▼▼▼

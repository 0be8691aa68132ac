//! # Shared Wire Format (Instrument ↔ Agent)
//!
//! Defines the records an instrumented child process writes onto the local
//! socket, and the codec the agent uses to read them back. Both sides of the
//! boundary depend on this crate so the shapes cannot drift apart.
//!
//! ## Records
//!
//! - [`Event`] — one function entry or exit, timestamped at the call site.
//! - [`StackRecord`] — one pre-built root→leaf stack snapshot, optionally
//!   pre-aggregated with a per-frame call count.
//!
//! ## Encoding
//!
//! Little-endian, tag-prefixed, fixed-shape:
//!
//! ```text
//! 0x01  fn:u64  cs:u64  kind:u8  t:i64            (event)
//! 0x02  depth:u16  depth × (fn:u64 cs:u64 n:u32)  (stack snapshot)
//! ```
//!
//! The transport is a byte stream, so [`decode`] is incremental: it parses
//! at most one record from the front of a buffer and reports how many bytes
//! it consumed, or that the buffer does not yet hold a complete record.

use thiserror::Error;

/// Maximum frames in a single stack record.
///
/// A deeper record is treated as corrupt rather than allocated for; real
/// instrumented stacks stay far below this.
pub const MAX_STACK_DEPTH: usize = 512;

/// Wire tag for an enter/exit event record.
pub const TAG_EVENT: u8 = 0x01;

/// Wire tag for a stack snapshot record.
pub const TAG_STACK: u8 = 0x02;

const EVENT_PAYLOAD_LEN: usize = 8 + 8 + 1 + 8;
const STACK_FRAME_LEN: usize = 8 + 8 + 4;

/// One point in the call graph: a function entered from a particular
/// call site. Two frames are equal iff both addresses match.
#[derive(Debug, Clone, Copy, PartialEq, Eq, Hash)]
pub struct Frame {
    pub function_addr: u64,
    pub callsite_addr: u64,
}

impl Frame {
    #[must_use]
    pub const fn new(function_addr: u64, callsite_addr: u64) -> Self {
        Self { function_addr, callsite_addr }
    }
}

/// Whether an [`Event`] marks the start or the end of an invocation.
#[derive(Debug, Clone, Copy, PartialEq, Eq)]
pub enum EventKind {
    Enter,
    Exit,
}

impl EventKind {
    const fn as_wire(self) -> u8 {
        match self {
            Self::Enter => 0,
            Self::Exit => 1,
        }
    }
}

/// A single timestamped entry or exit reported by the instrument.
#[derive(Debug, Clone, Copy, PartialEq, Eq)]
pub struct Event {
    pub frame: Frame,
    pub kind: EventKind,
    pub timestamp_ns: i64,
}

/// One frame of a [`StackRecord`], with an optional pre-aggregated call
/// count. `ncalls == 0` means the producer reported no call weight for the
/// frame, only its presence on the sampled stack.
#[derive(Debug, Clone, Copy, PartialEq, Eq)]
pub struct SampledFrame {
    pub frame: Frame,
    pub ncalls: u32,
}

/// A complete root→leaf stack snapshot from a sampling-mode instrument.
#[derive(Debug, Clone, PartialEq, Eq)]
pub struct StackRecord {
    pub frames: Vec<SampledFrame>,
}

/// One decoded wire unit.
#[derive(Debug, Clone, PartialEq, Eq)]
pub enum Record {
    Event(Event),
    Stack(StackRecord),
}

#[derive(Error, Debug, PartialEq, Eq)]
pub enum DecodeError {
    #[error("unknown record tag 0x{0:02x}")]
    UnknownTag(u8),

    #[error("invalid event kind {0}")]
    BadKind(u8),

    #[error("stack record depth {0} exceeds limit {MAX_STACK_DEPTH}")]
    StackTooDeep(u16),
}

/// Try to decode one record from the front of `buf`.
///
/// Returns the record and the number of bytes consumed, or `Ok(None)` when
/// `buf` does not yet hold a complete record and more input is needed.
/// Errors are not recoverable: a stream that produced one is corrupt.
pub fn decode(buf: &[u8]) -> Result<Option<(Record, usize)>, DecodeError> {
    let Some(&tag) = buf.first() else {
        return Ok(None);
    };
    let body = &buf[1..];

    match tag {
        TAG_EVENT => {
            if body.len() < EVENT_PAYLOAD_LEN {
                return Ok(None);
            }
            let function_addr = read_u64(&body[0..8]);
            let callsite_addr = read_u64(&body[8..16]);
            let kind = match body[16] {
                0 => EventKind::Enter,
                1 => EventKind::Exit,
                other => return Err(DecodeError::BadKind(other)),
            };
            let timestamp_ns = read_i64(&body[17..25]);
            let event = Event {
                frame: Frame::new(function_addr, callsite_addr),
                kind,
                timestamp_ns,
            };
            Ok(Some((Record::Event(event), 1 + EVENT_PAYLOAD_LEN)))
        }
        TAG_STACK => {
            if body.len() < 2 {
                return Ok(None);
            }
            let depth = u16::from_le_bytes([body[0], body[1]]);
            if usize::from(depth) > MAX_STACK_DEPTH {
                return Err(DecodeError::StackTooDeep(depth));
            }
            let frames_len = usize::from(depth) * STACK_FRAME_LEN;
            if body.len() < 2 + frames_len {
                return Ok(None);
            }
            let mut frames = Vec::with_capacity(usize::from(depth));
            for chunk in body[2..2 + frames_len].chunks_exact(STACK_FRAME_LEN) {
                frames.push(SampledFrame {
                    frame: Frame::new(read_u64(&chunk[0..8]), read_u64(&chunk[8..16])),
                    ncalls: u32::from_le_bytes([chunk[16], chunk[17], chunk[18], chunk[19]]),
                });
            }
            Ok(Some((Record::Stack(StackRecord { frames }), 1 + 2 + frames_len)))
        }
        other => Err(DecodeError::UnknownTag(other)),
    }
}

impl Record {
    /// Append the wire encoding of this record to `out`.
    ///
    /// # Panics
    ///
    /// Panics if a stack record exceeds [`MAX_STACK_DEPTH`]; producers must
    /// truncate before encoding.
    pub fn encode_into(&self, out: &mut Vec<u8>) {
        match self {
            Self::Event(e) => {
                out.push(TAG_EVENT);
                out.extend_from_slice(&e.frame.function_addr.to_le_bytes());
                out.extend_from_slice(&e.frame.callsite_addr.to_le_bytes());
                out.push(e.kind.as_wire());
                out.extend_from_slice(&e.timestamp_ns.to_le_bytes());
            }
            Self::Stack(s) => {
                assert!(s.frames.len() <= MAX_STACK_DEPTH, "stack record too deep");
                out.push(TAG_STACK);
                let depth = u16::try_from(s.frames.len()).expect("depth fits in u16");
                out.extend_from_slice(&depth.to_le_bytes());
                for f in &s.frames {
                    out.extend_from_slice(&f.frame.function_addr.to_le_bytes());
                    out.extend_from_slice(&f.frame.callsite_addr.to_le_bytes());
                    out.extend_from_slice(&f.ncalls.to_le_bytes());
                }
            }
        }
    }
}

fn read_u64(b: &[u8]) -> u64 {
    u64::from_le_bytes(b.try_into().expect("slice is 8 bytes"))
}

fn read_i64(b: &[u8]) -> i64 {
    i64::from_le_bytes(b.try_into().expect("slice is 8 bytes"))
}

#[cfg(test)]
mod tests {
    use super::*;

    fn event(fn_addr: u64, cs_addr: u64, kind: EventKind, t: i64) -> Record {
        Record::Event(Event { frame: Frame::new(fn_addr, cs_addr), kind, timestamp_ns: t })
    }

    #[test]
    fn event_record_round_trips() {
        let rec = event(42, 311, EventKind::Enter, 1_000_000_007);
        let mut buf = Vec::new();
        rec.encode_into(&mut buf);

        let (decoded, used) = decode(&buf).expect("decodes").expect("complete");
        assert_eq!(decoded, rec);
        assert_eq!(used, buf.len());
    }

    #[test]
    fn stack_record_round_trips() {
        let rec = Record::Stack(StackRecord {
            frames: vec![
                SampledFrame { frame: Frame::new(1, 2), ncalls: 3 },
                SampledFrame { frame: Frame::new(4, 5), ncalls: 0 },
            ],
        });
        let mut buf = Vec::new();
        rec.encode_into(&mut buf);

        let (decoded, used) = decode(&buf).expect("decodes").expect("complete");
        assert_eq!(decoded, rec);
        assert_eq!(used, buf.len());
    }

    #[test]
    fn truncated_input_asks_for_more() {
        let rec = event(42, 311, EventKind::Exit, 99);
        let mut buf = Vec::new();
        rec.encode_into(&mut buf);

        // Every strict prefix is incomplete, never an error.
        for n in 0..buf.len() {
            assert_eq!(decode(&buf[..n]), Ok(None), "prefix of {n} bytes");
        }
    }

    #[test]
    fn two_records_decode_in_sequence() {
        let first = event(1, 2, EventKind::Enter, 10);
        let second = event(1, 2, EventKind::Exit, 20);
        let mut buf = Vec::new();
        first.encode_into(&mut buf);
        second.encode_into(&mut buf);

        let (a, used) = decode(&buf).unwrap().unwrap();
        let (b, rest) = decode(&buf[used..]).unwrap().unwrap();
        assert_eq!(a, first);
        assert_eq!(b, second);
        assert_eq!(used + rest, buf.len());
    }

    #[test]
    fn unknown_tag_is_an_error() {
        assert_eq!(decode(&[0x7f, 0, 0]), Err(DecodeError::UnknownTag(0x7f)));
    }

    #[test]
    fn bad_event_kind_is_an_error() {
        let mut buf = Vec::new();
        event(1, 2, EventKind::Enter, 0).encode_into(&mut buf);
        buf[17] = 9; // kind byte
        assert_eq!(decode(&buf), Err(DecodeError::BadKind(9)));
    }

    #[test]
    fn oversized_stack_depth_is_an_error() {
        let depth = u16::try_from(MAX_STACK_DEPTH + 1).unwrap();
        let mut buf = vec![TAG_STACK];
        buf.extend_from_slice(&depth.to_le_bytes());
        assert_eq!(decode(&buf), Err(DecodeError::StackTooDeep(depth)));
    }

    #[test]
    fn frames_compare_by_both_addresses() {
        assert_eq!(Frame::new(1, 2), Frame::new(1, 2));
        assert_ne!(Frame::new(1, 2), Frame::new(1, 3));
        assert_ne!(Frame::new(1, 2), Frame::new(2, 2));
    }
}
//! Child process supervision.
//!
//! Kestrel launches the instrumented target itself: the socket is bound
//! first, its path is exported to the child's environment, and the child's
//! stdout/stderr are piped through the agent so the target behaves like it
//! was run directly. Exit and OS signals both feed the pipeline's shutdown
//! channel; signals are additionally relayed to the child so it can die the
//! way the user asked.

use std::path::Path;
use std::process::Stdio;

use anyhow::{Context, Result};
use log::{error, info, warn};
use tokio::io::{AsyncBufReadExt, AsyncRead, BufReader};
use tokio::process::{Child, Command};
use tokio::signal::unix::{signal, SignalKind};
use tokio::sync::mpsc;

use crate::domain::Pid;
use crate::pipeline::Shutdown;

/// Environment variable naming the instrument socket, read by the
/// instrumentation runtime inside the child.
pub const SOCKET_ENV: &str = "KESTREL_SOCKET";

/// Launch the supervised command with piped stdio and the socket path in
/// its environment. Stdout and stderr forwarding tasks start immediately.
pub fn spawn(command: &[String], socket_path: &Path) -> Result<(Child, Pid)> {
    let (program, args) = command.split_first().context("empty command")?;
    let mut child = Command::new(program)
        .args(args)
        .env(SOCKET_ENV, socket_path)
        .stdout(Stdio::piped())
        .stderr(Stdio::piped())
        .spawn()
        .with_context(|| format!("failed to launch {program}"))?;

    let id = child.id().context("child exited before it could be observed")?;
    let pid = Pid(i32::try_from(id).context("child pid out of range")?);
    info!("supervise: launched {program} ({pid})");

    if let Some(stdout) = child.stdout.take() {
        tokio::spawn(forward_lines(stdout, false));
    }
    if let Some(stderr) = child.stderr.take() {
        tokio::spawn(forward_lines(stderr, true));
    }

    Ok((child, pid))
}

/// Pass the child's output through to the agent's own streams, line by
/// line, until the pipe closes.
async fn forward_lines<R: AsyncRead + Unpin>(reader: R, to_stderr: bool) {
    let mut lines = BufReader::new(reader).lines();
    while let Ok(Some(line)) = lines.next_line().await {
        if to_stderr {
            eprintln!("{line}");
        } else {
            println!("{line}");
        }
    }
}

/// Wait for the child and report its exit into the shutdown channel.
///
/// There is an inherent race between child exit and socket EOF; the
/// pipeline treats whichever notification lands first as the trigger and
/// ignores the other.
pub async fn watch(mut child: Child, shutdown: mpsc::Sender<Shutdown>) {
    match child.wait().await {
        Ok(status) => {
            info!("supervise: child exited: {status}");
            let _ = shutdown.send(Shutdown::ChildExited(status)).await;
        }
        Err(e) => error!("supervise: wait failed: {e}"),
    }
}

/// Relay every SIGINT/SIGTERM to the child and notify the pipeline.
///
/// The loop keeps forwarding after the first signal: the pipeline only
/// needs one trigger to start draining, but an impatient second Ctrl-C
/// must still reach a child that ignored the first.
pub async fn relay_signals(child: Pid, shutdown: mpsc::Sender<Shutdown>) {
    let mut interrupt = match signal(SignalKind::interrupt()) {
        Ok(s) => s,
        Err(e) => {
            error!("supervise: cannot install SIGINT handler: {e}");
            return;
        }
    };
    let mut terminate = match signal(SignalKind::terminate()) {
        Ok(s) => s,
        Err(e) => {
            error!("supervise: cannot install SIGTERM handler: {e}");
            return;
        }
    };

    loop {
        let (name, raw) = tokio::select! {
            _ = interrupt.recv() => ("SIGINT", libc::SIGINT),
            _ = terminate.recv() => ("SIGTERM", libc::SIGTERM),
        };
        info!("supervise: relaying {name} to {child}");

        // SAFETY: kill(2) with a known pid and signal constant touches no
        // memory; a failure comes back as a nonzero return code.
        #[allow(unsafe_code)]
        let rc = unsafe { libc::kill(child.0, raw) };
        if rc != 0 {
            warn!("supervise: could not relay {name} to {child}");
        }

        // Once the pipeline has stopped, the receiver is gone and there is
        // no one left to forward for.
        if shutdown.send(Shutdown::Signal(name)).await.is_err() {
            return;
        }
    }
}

▲▲▲

AIM OF THE EXERCISE -
Indicate how many lines of the material include the word "that"; the number alone is required.

OUTPUT OF THE TASK -
3